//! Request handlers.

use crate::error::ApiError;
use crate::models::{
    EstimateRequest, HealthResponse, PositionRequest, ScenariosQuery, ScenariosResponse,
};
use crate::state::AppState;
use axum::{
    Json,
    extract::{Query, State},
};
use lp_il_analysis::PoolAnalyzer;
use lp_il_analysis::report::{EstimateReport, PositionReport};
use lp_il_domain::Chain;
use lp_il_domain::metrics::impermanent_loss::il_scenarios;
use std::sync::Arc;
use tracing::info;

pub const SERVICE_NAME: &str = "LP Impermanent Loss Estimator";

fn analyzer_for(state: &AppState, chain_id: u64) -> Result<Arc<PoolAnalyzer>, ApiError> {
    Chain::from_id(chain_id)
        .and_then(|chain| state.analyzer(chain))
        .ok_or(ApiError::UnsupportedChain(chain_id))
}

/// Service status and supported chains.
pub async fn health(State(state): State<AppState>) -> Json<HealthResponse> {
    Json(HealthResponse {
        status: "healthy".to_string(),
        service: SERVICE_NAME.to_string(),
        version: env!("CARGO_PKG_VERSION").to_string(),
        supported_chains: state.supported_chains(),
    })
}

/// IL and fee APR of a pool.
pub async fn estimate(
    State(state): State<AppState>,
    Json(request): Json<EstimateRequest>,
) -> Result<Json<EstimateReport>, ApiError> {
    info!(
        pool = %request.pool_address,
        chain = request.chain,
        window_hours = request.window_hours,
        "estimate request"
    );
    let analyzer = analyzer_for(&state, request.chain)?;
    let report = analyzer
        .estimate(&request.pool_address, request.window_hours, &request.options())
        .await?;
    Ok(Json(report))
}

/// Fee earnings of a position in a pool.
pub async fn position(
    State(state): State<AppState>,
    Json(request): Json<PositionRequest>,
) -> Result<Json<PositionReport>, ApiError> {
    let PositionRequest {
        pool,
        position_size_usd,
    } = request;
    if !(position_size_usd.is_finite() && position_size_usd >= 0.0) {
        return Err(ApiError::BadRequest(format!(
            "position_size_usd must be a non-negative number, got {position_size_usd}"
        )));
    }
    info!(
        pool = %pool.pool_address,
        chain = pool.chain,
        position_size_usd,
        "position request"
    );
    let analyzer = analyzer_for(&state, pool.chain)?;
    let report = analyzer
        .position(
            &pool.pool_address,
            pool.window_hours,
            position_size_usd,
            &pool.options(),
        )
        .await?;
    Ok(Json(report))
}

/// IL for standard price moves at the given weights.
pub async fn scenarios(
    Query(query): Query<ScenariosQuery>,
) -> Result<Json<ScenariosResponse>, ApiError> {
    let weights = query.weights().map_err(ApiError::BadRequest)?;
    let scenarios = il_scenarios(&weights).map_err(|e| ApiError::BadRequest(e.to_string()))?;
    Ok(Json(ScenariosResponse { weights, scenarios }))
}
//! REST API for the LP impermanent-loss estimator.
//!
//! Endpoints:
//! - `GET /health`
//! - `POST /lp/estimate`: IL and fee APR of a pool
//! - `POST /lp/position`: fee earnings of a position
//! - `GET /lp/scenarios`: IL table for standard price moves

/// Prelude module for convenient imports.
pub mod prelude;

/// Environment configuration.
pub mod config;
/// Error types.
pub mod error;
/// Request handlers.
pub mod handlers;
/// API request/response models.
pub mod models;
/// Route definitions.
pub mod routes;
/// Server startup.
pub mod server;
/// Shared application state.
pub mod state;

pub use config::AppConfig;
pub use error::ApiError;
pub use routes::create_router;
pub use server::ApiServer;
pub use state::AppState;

==

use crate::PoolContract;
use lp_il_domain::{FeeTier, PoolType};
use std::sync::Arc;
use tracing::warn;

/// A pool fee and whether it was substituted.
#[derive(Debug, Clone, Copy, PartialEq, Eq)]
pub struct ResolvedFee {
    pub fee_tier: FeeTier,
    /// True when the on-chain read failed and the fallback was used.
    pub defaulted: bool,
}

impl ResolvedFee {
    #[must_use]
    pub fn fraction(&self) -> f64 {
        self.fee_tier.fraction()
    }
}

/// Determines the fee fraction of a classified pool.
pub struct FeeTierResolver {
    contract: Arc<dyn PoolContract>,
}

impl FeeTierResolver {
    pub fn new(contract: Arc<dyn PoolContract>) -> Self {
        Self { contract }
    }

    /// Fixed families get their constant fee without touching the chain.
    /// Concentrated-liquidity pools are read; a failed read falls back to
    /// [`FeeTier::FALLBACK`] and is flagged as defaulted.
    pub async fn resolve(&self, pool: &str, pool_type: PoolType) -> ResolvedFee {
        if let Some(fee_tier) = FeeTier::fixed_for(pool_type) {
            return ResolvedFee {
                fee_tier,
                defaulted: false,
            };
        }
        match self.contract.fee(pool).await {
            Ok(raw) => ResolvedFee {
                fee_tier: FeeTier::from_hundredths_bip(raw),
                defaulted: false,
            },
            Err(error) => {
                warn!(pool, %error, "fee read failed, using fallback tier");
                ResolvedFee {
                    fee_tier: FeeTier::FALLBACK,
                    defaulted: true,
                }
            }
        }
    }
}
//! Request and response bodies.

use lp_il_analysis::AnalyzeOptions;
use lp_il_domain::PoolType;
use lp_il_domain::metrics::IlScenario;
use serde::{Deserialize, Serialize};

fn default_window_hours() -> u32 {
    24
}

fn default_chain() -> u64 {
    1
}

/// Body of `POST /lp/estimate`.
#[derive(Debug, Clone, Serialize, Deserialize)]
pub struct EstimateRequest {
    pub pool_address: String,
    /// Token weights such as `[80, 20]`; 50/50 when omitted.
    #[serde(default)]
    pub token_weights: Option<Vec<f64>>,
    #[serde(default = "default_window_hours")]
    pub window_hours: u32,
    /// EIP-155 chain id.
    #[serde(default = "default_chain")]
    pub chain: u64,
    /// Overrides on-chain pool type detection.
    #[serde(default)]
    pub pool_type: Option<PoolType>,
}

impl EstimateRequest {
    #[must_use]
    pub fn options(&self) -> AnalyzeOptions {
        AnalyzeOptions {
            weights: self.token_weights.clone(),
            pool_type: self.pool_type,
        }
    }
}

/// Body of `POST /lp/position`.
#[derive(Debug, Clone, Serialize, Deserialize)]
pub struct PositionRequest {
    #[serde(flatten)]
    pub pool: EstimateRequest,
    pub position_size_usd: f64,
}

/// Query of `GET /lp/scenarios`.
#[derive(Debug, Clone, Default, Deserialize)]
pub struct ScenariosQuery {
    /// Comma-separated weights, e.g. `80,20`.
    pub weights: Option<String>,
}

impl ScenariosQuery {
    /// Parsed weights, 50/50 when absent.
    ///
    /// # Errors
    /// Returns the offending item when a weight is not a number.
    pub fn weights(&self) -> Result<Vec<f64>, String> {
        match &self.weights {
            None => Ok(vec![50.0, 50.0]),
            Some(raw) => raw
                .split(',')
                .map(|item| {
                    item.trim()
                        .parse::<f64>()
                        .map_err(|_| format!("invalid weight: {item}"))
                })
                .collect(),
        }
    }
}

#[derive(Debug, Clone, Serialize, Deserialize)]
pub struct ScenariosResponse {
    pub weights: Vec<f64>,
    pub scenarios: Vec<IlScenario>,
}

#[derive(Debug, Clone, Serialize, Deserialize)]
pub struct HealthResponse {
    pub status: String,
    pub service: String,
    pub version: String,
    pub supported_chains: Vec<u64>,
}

What is expected
Go through the data line by line and say how many lines contain "EstimateRequest". Give the number alone.

Result of the exercise
5